Work order =>
Among the entries, find each line that includes the string "Mutex" and list it.

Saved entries
===============

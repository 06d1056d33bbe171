//! # Per-component runtime context.
//!
//! Handed to [`Component::init`](crate::Component::init). A component may keep
//! a clone for later use; every handle inside is cheap to clone.

use std::error::Error as StdError;

use crate::components::{ComponentId, StatusBoard};
use crate::core::Terminator;
use crate::executor::TopicExecutor;
use crate::lifecycle::LifecycleStatus;

/// What a component can see and do from inside the container.
#[derive(Clone, Debug)]
pub struct ComponentContext {
    id: ComponentId,
    board: StatusBoard,
    terminator: Terminator,
    executor: TopicExecutor,
}

impl ComponentContext {
    pub(crate) fn new(
        id: ComponentId,
        board: StatusBoard,
        terminator: Terminator,
        executor: TopicExecutor,
    ) -> Self {
        Self {
            id,
            board,
            terminator,
            executor,
        }
    }

    /// Identifier this component was registered under.
    pub fn id(&self) -> &ComponentId {
        &self.id
    }

    /// This component's current status.
    pub fn status(&self) -> LifecycleStatus {
        self.board.status(self.id.as_str()).unwrap_or_default()
    }

    /// Current status of another component, `None` if unknown.
    pub fn status_of(&self, id: &str) -> Option<LifecycleStatus> {
        self.board.status(id)
    }

    /// Every component's status, in registration order.
    pub fn statuses(&self) -> &StatusBoard {
        &self.board
    }

    /// Asks the host to shut the container down.
    ///
    /// Logs the request, publishes a `TerminationRequested` event, signals
    /// [`Container::terminated`](crate::Container::terminated) and invokes the
    /// host's `on_terminate` callback. Nothing is stopped directly.
    pub fn request_termination(&self, reason: &str, cause: Option<&(dyn StdError + 'static)>) {
        self.terminator.request(&self.id, reason, cause);
    }

    /// Shared executor for ordered asynchronous notifications.
    pub fn executor(&self) -> &TopicExecutor {
        &self.executor
    }
}
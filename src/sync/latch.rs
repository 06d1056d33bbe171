//! # One-shot, broadcast signal latch.
//!
//! [`Latch`] starts unsignalled. [`Latch::signal`] flips it permanently and wakes
//! every current waiter; later waiters return immediately.
//!
//! ## Waiting
//! ```text
//! async:     wait()                      until signalled
//!            wait_timeout(d)  -> bool    signalled within d?
//!            wait_cancellable(token)     Err(Interrupted) if token fires first
//!            wait_uninterruptibly(token) keeps waiting across token cancellation
//! blocking:  blocking_wait()             parks the OS thread (Condvar)
//!            blocking_wait_timeout(d)    absolute deadline, spurious wakeups re-wait
//! ```
//!
//! ## Rules
//! - `signal()` is idempotent; the flag never reverts.
//! - A [`CancellationToken`] plays the role of thread interruption. The latch only
//!   observes it, so the caller's interruption state is left as it was.

use std::sync::atomic::{AtomicBool, Ordering};
use std::sync::{Condvar, Mutex, PoisonError};
use std::time::{Duration, Instant};

use thiserror::Error;
use tokio::sync::Notify;
use tokio_util::sync::CancellationToken;

/// Returned when a cancellable wait was interrupted before the latch was signalled.
#[derive(Error, Debug, Clone, Copy, PartialEq, Eq)]
#[error("wait interrupted before the latch was signalled")]
pub struct Interrupted;

/// One-shot broadcast latch.
///
/// # Example
/// ```
/// use std::sync::Arc;
/// use lifevisor::Latch;
///
/// # #[tokio::main(flavor = "current_thread")]
/// # async fn main() {
/// let latch = Arc::new(Latch::new());
/// let waiter = {
///     let latch = Arc::clone(&latch);
///     tokio::spawn(async move { latch.wait().await })
/// };
/// latch.signal();
/// waiter.await.unwrap();
/// assert!(latch.is_signalled());
/// # }
/// ```
#[derive(Debug, Default)]
pub struct Latch {
    signalled: AtomicBool,
    notify: Notify,
    /// Guards the flag for blocking waiters.
    lock: Mutex<()>,
    cond: Condvar,
}

impl Latch {
    /// Creates an unsignalled latch.
    pub fn new() -> Self {
        Self::default()
    }

    /// Signals the latch and wakes every waiter. Idempotent.
    pub fn signal(&self) {
        {
            let _guard = self.lock.lock().unwrap_or_else(PoisonError::into_inner);
            if self.signalled.swap(true, Ordering::SeqCst) {
                return;
            }
        }
        self.cond.notify_all();
        self.notify.notify_waiters();
    }

    /// Returns true once [`signal`](Self::signal) has been called.
    #[inline]
    pub fn is_signalled(&self) -> bool {
        self.signalled.load(Ordering::SeqCst)
    }

    /// Waits until signalled. Returns immediately if already signalled.
    pub async fn wait(&self) {
        loop {
            let notified = self.notify.notified();
            tokio::pin!(notified);
            // Register before checking the flag so a concurrent signal is not lost.
            notified.as_mut().enable();
            if self.is_signalled() {
                return;
            }
            notified.await;
        }
    }

    /// Waits up to `timeout`; returns whether the latch was signalled in time.
    pub async fn wait_timeout(&self, timeout: Duration) -> bool {
        tokio::time::timeout(timeout, self.wait()).await.is_ok() || self.is_signalled()
    }

    /// Waits until signalled or until `token` is cancelled.
    ///
    /// A latch that is already signalled wins over a cancelled token.
    pub async fn wait_cancellable(&self, token: &CancellationToken) -> Result<(), Interrupted> {
        if self.is_signalled() {
            return Ok(());
        }
        tokio::select! {
            biased;
            _ = self.wait() => Ok(()),
            _ = token.cancelled() => {
                if self.is_signalled() { Ok(()) } else { Err(Interrupted) }
            }
        }
    }

    /// Waits until truly signalled, ignoring cancellation of `token`.
    ///
    /// Returns true if the token was cancelled at some point during the wait.
    /// The token itself is left cancelled.
    pub async fn wait_uninterruptibly(&self, token: &CancellationToken) -> bool {
        match self.wait_cancellable(token).await {
            Ok(()) => token.is_cancelled(),
            Err(Interrupted) => {
                self.wait().await;
                true
            }
        }
    }

    /// Blocks the current thread until signalled.
    ///
    /// Must not be called from inside an async runtime worker.
    pub fn blocking_wait(&self) {
        let mut guard = self.lock.lock().unwrap_or_else(PoisonError::into_inner);
        while !self.is_signalled() {
            guard = self
                .cond
                .wait(guard)
                .unwrap_or_else(PoisonError::into_inner);
        }
    }

    /// Blocks the current thread up to `timeout`; returns whether the latch was signalled.
    ///
    /// The wait tracks an absolute deadline, so neither spurious wakeups nor
    /// coarse timer resolution end it early.
    pub fn blocking_wait_timeout(&self, timeout: Duration) -> bool {
        let deadline = Instant::now().checked_add(timeout);
        let mut guard = self.lock.lock().unwrap_or_else(PoisonError::into_inner);
        loop {
            if self.is_signalled() {
                return true;
            }
            let Some(deadline) = deadline else {
                // Overflowing deadline: effectively unbounded.
                guard = self
                    .cond
                    .wait(guard)
                    .unwrap_or_else(PoisonError::into_inner);
                continue;
            };
            let remaining = deadline.saturating_duration_since(Instant::now());
            if remaining.is_zero() {
                return false;
            }
            guard = self
                .cond
                .wait_timeout(guard, remaining)
                .unwrap_or_else(PoisonError::into_inner)
                .0;
        }
    }
}

#[cfg(test)]
mod tests {
    use super::*;
    use std::sync::Arc;

    #[tokio::test]
    async fn test_signal_before_wait_returns_immediately() {
        let latch = Latch::new();
        latch.signal();
        tokio::time::timeout(Duration::from_secs(1), latch.wait())
            .await
            .expect("wait should not block once signalled");
        assert!(latch.wait_timeout(Duration::ZERO).await);
    }

    #[tokio::test(start_paused = true)]
    async fn test_wait_timeout_elapses_unsignalled() {
        let latch = Latch::new();
        assert!(!latch.wait_timeout(Duration::from_millis(50)).await);
        assert!(!latch.is_signalled());
    }

    #[tokio::test]
    async fn test_signal_wakes_all_waiters() {
        let latch = Arc::new(Latch::new());
        let mut waiters = Vec::new();
        for _ in 0..4 {
            let latch = Arc::clone(&latch);
            waiters.push(tokio::spawn(async move {
                latch.wait_timeout(Duration::from_secs(5)).await
            }));
        }
        tokio::task::yield_now().await;
        latch.signal();
        for w in waiters {
            assert!(w.await.unwrap());
        }
    }

    #[tokio::test]
    async fn test_signal_is_idempotent_and_permanent() {
        let latch = Latch::new();
        latch.signal();
        latch.signal();
        assert!(latch.is_signalled());
        latch.wait().await;
        assert!(latch.is_signalled());
    }

    #[tokio::test]
    async fn test_cancellable_wait_is_interrupted() {
        let latch = Latch::new();
        let token = CancellationToken::new();
        token.cancel();
        assert_eq!(latch.wait_cancellable(&token).await, Err(Interrupted));

        latch.signal();
        assert_eq!(latch.wait_cancellable(&token).await, Ok(()));
    }

    #[tokio::test]
    async fn test_uninterruptible_wait_survives_cancellation() {
        let latch = Arc::new(Latch::new());
        let token = CancellationToken::new();

        let waiter = {
            let latch = Arc::clone(&latch);
            let token = token.clone();
            tokio::spawn(async move { latch.wait_uninterruptibly(&token).await })
        };

        token.cancel();
        tokio::time::sleep(Duration::from_millis(20)).await;
        assert!(!waiter.is_finished());

        latch.signal();
        assert!(waiter.await.unwrap(), "interruption must be reported");
        assert!(token.is_cancelled(), "interruption state is preserved");
    }

    #[test]
    fn test_blocking_wait_from_other_thread() {
        let latch = Arc::new(Latch::new());
        let waiter = {
            let latch = Arc::clone(&latch);
            std::thread::spawn(move || latch.blocking_wait_timeout(Duration::from_secs(5)))
        };
        std::thread::sleep(Duration::from_millis(10));
        latch.signal();
        assert!(waiter.join().unwrap());
        latch.blocking_wait();
    }

    #[test]
    fn test_blocking_wait_timeout_never_wakes_early() {
        let latch = Latch::new();
        let timeout = Duration::from_millis(30);
        let started = Instant::now();
        assert!(!latch.blocking_wait_timeout(timeout));
        assert!(started.elapsed() >= timeout);
    }
}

===============

Written answer =>
use std::sync::{Condvar, Mutex, PoisonError};
    lock: Mutex<()>,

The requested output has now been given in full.